Recently researchers at the Federal University of Viçosa in Brazil have found that the capsaicinoids are responsible for the pungent taste. There are at least 23 different types of capsaicinoids that originate from the pith of the chilli pepper. The spiciness of a pepper is determined by the genes that regulate capsaicinoid production, and less spicy peppers have mutations affecting this process. Earlier gene sequencing work has shown that tomatoes have the genes necessary for capsaicinoids but don't have the machinery to turn them on. 

An article published in the journal "Trends in Plant Science" came into the lime light on the 7th January. 
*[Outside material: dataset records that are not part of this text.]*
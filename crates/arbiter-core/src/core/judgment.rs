// crates/arbiter-core/src/core/judgment.rs
// ============================================================================
// Module: Arbiter Judgment Model
// Description: The scored output of evaluating one item.
// Purpose: Define the immutable judgment record and its verdict vocabulary.
// Dependencies: serde, crate::core::{identifiers, item, rubric, time}
// ============================================================================

//! ## Overview
//! A judgment is the durable result of scoring one item: 25 dimension scores,
//! 4 axiom aggregates, a composite `q_score`, a verdict band, a capped
//! confidence, and the enumerated weaknesses. Judgments are immutable once
//! stored; only `block_slot` is set, exactly once, by the chain manager.
//! Invariants:
//! - `dimension_scores` keys are exactly [`crate::core::rubric::Dimension::ALL`].
//! - `axiom_scores` derives from `dimension_scores` by a pure function.
//! - `confidence` never exceeds the configured maximum.

// ============================================================================
// SECTION: Imports
// ============================================================================

use std::collections::BTreeMap;
use std::fmt;

use serde::Deserialize;
use serde::Serialize;

use crate::core::identifiers::JudgmentId;
use crate::core::identifiers::SessionId;
use crate::core::identifiers::UserId;
use crate::core::item::ItemType;
use crate::core::rubric::Axiom;
use crate::core::rubric::Dimension;
use crate::core::time::TimestampMs;

// ============================================================================
// SECTION: Verdict
// ============================================================================

/// Discrete category assigned to a judgment from its composite score.
///
/// # Invariants
/// - Ordering follows favorability: `Reject < Concern < Accept < StrongAccept`.
#[derive(
    Debug, Clone, Copy, PartialEq, Eq, PartialOrd, Ord, Hash, Serialize, Deserialize,
)]
#[serde(rename_all = "kebab-case")]
pub enum Verdict {
    /// Composite score below the concern band.
    Reject,
    /// Composite score in the concern band.
    Concern,
    /// Composite score in the accept band.
    Accept,
    /// Composite score in the top band.
    StrongAccept,
}

impl Verdict {
    /// Every verdict in ascending favorability order.
    pub const ALL: [Self; 4] = [Self::Reject, Self::Concern, Self::Accept, Self::StrongAccept];

    /// Returns the stable label for the verdict.
    #[must_use]
    pub const fn as_str(self) -> &'static str {
        match self {
            Self::Reject => "reject",
            Self::Concern => "concern",
            Self::Accept => "accept",
            Self::StrongAccept => "strong-accept",
        }
    }
}

impl fmt::Display for Verdict {
    fn fmt(&self, f: &mut fmt::Formatter<'_>) -> fmt::Result {
        f.write_str(self.as_str())
    }
}

// ============================================================================
// SECTION: Weakness
// ============================================================================

/// A dimension scoring below the concern threshold.
#[derive(Debug, Clone, PartialEq, Serialize, Deserialize)]
pub struct Weakness {
    /// Weak dimension.
    pub dimension: Dimension,
    /// Score the dimension received.
    pub score: f64,
    /// Distance below the concern threshold.
    pub deficit: f64,
}

// ============================================================================
// SECTION: Judgment Draft
// ============================================================================

/// Judge output before persistence assigns identity and timestamps.
///
/// # Invariants
/// - Field semantics match [`Judgment`]; only identity fields are absent.
#[derive(Debug, Clone, PartialEq, Serialize, Deserialize)]
pub struct JudgmentDraft {
    /// Kind of the judged item.
    pub item_type: ItemType,
    /// Denormalized snapshot of the item content.
    pub item_content: String,
    /// Scores for every dimension, in [0, 1].
    pub dimension_scores: BTreeMap<Dimension, f64>,
    /// Aggregated axiom scores, in [0, 1].
    pub axiom_scores: BTreeMap<Axiom, f64>,
    /// Composite score in 0..=100.
    pub q_score: u8,
    /// Verdict band for the composite score.
    pub verdict: Verdict,
    /// Capped confidence in the verdict.
    pub confidence: f64,
    /// Dimensions below the concern threshold, ascending by score.
    pub weaknesses: Vec<Weakness>,
}

// ============================================================================
// SECTION: Judgment
// ============================================================================

/// The durable, immutable result of scoring one item.
#[derive(Debug, Clone, PartialEq, Serialize, Deserialize)]
pub struct Judgment {
    /// Stable identifier minted by the persistence layer.
    pub id: JudgmentId,
    /// Kind of the judged item.
    pub item_type: ItemType,
    /// Denormalized snapshot of the item content.
    pub item_content: String,
    /// Scores for every dimension, in [0, 1].
    pub dimension_scores: BTreeMap<Dimension, f64>,
    /// Aggregated axiom scores, in [0, 1].
    pub axiom_scores: BTreeMap<Axiom, f64>,
    /// Composite score in 0..=100.
    pub q_score: u8,
    /// Verdict band for the composite score.
    pub verdict: Verdict,
    /// Capped confidence in the verdict.
    pub confidence: f64,
    /// Dimensions below the concern threshold, ascending by score.
    pub weaknesses: Vec<Weakness>,
    /// Optional user isolation key.
    pub user_id: Option<UserId>,
    /// Optional session isolation key.
    pub session_id: Option<SessionId>,
    /// Creation timestamp assigned by the persistence layer.
    pub created_at: TimestampMs,
    /// Slot of the block that sealed this judgment; set once by the chain.
    pub block_slot: Option<u64>,
}

impl Judgment {
    /// Builds a judgment from a draft plus persistence-assigned identity.
    #[must_use]
    pub fn from_draft(
        draft: JudgmentDraft,
        id: JudgmentId,
        user_id: Option<UserId>,
        session_id: Option<SessionId>,
        created_at: TimestampMs,
    ) -> Self {
        Self {
            id,
            item_type: draft.item_type,
            item_content: draft.item_content,
            dimension_scores: draft.dimension_scores,
            axiom_scores: draft.axiom_scores,
            q_score: draft.q_score,
            verdict: draft.verdict,
            confidence: draft.confidence,
            weaknesses: draft.weaknesses,
            user_id,
            session_id,
            created_at,
            block_slot: None,
        }
    }
}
The chili pepper, from an evolutionary perspective, is the tomato's long-lost spitfire cousin. They split off from a common ancestor 19 million years ago but still share some of the same DNA. While the tomato plant went on to have a fleshy, nutrient-rich fruit yielding bountiful harvests, the more agriculturally difficult chili plant went defensive, developing capsaicinoids, the molecules that give peppers their spiciness, to protect against predators. 

With the latest gene-editing techniques, it could be possible, although challenging, to make a tomato produce capsaicinoids as well, Their objective isn't to start a hot, new culinary fad--although that's not completely off the table--but to have an easier means of mass producing large quantities of capsaicinoids for commercial purposes. The molecules have nutritional and antibiotic properties and are used in painkillers and pepper spray. 

The sequencing of the chili pepper genome and the discovery that the tomato has the genes necessary for pungency paves the way for engineering a spicy tomato. The researchers write that not only will this endeavour help better understand the evolution of this unique botanical trait and allow for the development of tomato capsaicinoid bio-factories, but perhaps allow for the development of some new varieties of produce in the grocery aisle. 

"Engineering the capsaicinoid genetic pathway to the tomato would make it easier and cheaper to produce this compound, which has very interesting applications," says senior author Agustin Zsögön, a plant biologist at the Federal University of Viçosa in Brazil whose group is working toward this goal. "We have the tools powerful enough to engineer the genome of any species; the challenge is to know which gene to engineer and where." 

The spicy taste that capsaicinoids add isn't a taste, but a reaction to pain. They activate nerve cells in the tongue that deal with heat-induced pain, which the brain interprets as a burning sensation. Evidence suggests that the evolution of capsaicinoids helped chili peppers deter small mammals from eating their fruit. Birds, which are much better seed dispersers, show no pain response to the molecules. 

"In theory you could use these genes to produce capsaicinoids in the tomato," says Zsögön. "Since we don't have solid data about the expression patterns of the capsaicinoid pathway in the tomato fruit, we have to try alternative approaches. One is to activate candidate genes one at a time and see what happens, which compounds are produced. We are trying this and a few other things."